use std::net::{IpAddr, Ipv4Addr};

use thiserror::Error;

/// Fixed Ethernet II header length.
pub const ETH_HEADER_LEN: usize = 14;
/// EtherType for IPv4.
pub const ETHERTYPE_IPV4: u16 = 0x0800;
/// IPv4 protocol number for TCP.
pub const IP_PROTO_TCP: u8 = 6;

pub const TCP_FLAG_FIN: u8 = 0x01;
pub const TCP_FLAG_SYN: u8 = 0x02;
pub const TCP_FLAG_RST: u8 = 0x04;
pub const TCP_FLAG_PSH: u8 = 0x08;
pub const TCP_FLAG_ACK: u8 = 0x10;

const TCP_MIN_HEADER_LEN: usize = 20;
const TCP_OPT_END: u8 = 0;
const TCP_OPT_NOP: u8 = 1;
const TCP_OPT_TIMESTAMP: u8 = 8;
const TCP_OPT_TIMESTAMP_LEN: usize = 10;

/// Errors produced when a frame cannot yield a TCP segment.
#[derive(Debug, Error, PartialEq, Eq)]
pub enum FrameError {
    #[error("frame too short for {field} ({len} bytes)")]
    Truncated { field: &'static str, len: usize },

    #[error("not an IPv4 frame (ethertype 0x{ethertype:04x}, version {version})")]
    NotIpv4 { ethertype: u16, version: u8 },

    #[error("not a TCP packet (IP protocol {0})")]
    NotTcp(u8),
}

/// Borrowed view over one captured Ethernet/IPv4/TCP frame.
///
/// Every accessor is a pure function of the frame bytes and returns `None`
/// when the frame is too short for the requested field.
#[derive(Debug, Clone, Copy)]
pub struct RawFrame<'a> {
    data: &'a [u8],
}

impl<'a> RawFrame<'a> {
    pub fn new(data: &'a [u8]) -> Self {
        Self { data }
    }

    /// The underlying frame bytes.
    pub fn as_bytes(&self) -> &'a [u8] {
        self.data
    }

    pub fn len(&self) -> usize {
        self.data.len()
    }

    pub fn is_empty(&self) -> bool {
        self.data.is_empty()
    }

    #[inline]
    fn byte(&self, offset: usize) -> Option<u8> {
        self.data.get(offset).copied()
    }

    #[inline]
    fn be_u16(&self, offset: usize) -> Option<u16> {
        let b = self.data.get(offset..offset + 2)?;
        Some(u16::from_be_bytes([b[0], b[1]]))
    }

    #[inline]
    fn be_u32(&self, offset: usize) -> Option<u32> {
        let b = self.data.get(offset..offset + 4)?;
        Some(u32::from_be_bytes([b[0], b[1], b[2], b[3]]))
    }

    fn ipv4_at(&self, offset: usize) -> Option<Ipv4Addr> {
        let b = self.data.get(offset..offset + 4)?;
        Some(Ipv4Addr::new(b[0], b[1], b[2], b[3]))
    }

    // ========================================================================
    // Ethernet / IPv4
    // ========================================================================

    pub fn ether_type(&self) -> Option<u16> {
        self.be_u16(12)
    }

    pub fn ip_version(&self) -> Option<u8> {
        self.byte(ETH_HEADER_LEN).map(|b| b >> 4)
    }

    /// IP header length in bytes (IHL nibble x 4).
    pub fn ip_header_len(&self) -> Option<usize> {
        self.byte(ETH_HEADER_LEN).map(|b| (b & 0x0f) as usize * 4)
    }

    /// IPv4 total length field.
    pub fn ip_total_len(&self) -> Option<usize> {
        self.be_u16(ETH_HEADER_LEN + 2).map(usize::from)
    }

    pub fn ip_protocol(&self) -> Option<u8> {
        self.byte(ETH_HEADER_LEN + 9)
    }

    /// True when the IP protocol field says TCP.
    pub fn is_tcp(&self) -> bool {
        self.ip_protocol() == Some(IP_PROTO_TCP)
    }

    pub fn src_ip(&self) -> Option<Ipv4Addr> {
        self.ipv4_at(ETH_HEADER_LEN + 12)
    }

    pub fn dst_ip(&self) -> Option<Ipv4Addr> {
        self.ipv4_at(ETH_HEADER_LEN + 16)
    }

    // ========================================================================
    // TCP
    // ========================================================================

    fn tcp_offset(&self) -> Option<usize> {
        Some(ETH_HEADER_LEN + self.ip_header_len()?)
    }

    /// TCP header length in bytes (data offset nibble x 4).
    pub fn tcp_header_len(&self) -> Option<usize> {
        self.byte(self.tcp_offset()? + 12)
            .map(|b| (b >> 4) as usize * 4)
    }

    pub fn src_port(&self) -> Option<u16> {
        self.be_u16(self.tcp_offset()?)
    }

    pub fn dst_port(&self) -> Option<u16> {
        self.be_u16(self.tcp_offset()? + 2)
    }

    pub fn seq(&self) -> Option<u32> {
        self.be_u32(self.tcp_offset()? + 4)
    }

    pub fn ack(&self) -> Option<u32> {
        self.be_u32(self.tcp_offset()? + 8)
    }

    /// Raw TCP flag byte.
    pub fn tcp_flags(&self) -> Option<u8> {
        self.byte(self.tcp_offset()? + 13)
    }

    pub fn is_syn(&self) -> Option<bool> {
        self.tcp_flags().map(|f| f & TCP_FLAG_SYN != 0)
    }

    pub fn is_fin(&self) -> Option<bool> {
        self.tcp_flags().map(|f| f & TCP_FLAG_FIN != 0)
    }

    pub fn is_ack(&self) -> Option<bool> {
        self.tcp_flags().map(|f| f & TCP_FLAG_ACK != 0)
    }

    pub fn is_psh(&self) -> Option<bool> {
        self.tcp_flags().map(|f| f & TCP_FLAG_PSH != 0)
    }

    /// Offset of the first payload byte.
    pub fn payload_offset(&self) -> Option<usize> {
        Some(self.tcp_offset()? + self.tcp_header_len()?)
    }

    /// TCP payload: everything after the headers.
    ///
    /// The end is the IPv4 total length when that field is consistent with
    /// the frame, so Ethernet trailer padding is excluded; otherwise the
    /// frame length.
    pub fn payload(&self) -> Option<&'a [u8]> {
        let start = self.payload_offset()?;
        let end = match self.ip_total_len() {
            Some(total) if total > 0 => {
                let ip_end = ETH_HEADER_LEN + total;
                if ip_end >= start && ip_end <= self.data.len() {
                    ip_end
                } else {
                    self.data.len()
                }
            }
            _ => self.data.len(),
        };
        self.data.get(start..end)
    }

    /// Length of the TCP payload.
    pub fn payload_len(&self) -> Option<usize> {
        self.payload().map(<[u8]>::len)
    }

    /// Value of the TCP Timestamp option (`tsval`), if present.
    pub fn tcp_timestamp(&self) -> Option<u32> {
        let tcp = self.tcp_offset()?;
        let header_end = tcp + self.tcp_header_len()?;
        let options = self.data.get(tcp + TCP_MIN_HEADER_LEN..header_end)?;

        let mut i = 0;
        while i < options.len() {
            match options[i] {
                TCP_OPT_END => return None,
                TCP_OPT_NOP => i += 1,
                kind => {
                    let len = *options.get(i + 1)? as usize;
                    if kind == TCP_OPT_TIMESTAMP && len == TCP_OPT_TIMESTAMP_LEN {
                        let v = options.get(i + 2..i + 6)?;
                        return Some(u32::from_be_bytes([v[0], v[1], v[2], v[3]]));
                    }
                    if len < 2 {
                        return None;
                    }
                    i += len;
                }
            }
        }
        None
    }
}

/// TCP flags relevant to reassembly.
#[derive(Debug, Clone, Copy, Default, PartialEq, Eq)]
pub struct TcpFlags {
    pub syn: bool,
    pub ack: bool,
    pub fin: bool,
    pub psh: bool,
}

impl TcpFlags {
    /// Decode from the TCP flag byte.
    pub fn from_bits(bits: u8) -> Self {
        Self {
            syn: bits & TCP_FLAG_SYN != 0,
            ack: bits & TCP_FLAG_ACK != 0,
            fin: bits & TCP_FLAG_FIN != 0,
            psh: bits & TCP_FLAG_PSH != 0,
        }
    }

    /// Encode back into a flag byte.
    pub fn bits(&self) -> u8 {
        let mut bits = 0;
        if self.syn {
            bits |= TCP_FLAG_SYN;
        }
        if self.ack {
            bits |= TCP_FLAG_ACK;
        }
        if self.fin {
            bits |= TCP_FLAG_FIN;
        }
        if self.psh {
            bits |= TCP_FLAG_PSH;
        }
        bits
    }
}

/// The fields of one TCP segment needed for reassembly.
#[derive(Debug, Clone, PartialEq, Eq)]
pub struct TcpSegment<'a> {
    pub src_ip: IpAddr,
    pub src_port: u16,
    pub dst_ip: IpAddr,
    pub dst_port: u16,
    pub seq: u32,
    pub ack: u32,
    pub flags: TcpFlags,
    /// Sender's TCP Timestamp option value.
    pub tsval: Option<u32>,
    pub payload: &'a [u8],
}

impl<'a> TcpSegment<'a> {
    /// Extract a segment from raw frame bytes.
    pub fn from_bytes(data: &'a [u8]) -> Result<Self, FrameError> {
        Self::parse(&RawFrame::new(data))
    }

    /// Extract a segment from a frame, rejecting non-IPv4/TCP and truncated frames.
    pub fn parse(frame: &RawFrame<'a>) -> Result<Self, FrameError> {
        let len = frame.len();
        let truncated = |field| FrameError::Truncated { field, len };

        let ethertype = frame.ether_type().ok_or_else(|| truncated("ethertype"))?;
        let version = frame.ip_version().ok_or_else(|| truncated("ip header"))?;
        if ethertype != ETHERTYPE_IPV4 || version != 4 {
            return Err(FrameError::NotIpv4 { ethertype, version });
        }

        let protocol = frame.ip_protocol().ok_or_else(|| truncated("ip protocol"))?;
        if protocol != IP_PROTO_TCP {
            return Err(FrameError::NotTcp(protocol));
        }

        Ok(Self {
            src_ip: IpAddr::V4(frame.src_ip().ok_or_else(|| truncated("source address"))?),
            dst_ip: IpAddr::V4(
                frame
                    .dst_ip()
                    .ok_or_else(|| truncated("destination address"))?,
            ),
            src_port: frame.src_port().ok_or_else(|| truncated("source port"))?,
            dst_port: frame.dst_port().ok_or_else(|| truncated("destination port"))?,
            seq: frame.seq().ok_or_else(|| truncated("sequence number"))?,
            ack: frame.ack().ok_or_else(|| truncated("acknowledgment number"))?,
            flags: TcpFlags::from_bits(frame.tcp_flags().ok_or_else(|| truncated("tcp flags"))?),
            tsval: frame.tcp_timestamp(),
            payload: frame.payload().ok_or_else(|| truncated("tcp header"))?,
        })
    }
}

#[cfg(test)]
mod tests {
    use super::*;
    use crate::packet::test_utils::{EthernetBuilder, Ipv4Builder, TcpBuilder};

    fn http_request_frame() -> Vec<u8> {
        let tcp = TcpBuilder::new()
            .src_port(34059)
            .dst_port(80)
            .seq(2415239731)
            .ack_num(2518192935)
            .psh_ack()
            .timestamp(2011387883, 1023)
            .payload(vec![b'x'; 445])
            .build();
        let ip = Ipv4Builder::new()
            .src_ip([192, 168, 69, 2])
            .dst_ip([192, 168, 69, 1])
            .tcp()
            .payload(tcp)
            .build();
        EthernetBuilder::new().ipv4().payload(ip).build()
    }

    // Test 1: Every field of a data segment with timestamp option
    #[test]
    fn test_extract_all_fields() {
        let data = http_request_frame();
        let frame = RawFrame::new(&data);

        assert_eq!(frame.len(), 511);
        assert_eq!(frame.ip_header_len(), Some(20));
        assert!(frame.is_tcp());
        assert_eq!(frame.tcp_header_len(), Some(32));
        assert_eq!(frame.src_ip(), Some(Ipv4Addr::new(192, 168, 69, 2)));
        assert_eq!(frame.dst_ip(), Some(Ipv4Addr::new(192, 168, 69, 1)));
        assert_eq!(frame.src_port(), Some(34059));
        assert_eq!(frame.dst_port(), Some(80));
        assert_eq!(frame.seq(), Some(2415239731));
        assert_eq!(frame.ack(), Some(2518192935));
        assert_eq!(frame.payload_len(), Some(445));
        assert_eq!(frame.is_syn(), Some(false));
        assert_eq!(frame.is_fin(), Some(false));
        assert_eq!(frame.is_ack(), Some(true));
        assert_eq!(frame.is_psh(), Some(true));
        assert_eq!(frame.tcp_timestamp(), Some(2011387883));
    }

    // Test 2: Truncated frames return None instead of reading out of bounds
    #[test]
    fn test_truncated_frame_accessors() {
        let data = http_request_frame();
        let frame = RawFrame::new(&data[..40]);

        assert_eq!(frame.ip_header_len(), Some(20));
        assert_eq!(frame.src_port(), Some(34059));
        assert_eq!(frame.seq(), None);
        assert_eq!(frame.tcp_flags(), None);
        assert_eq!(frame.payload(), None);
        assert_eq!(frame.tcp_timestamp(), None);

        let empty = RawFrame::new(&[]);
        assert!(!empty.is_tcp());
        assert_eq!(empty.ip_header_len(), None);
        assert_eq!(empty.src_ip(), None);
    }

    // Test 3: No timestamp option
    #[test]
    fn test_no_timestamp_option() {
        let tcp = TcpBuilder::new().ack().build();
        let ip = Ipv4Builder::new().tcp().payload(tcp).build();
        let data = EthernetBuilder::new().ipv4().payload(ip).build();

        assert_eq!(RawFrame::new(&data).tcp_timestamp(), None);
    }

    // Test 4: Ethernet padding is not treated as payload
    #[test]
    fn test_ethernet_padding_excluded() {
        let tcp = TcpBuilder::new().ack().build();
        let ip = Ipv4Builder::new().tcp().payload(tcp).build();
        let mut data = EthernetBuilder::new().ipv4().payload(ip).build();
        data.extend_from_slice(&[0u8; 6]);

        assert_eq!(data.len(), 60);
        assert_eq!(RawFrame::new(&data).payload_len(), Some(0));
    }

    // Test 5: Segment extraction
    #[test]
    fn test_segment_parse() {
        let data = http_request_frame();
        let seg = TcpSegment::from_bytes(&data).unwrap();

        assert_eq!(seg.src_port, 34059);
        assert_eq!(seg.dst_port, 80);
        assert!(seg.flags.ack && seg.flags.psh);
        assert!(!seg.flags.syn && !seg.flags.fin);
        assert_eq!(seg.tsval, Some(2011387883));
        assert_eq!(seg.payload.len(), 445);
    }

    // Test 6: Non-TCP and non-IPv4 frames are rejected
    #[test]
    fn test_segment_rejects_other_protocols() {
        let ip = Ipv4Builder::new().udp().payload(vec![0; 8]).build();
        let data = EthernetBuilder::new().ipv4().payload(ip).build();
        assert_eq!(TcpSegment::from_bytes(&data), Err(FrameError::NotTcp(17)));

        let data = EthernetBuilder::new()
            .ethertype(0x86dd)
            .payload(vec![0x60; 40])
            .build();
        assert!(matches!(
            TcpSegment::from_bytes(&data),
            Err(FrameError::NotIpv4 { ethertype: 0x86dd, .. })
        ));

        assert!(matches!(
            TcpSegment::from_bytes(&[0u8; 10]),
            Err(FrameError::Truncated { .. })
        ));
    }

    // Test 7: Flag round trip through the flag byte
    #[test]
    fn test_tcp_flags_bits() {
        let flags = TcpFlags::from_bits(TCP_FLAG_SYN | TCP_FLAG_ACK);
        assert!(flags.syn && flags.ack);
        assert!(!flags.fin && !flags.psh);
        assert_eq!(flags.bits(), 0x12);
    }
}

____

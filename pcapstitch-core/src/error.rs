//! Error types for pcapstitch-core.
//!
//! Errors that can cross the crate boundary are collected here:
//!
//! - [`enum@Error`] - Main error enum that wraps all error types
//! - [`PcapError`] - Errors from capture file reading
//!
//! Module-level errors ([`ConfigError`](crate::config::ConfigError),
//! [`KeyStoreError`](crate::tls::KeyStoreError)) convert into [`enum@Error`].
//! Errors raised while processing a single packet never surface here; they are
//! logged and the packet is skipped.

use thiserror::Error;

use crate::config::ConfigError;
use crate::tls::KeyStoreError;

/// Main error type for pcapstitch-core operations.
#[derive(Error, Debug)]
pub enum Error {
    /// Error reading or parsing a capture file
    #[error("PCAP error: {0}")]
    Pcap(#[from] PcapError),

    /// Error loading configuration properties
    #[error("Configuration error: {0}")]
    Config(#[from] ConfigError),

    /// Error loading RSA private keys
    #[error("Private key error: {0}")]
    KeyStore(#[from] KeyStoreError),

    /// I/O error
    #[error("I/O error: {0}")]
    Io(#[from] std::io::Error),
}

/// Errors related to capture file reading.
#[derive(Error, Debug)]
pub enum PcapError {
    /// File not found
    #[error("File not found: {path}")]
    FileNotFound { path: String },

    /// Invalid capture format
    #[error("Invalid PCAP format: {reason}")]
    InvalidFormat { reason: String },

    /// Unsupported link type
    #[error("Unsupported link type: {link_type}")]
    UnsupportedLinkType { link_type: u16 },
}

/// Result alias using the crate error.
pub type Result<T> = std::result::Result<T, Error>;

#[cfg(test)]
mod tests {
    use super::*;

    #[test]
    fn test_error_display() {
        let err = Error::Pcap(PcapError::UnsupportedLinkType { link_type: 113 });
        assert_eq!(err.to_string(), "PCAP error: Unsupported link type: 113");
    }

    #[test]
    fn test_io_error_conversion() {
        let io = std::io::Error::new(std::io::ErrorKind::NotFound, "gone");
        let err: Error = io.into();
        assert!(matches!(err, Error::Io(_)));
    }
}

____

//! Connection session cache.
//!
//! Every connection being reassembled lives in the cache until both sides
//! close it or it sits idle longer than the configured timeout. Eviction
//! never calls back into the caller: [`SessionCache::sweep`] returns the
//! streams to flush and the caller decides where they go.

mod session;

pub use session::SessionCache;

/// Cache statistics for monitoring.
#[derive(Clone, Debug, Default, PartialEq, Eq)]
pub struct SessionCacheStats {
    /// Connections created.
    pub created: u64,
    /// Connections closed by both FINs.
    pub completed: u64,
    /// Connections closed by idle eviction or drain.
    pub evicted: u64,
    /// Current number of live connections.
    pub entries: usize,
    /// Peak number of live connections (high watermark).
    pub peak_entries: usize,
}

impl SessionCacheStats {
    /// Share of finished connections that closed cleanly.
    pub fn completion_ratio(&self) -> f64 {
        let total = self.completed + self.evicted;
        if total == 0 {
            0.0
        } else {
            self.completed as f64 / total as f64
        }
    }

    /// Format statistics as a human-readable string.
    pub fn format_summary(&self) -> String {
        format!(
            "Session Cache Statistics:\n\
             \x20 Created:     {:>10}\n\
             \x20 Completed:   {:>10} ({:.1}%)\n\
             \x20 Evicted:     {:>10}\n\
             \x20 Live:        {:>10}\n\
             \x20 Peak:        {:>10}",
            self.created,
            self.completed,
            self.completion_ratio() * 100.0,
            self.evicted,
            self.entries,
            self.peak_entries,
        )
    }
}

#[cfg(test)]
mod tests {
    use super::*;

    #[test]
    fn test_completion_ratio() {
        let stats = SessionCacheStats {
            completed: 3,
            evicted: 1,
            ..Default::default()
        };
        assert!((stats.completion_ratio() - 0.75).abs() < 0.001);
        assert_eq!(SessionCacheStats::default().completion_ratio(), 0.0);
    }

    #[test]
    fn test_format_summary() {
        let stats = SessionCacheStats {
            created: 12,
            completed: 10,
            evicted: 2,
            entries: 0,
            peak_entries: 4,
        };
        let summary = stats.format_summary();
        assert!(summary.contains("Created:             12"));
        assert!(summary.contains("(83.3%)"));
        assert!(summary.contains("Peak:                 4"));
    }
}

____

(What this task involves) A line qualifies when it holds the word "that"; report all qualifying lines from the records above.

(Response to the task)
    /// The end is the IPv4 total length when that field is consistent with
//! Errors that can cross the crate boundary are collected here:
//! - [`enum@Error`] - Main error enum that wraps all error types
    /// Share of finished connections that closed cleanly.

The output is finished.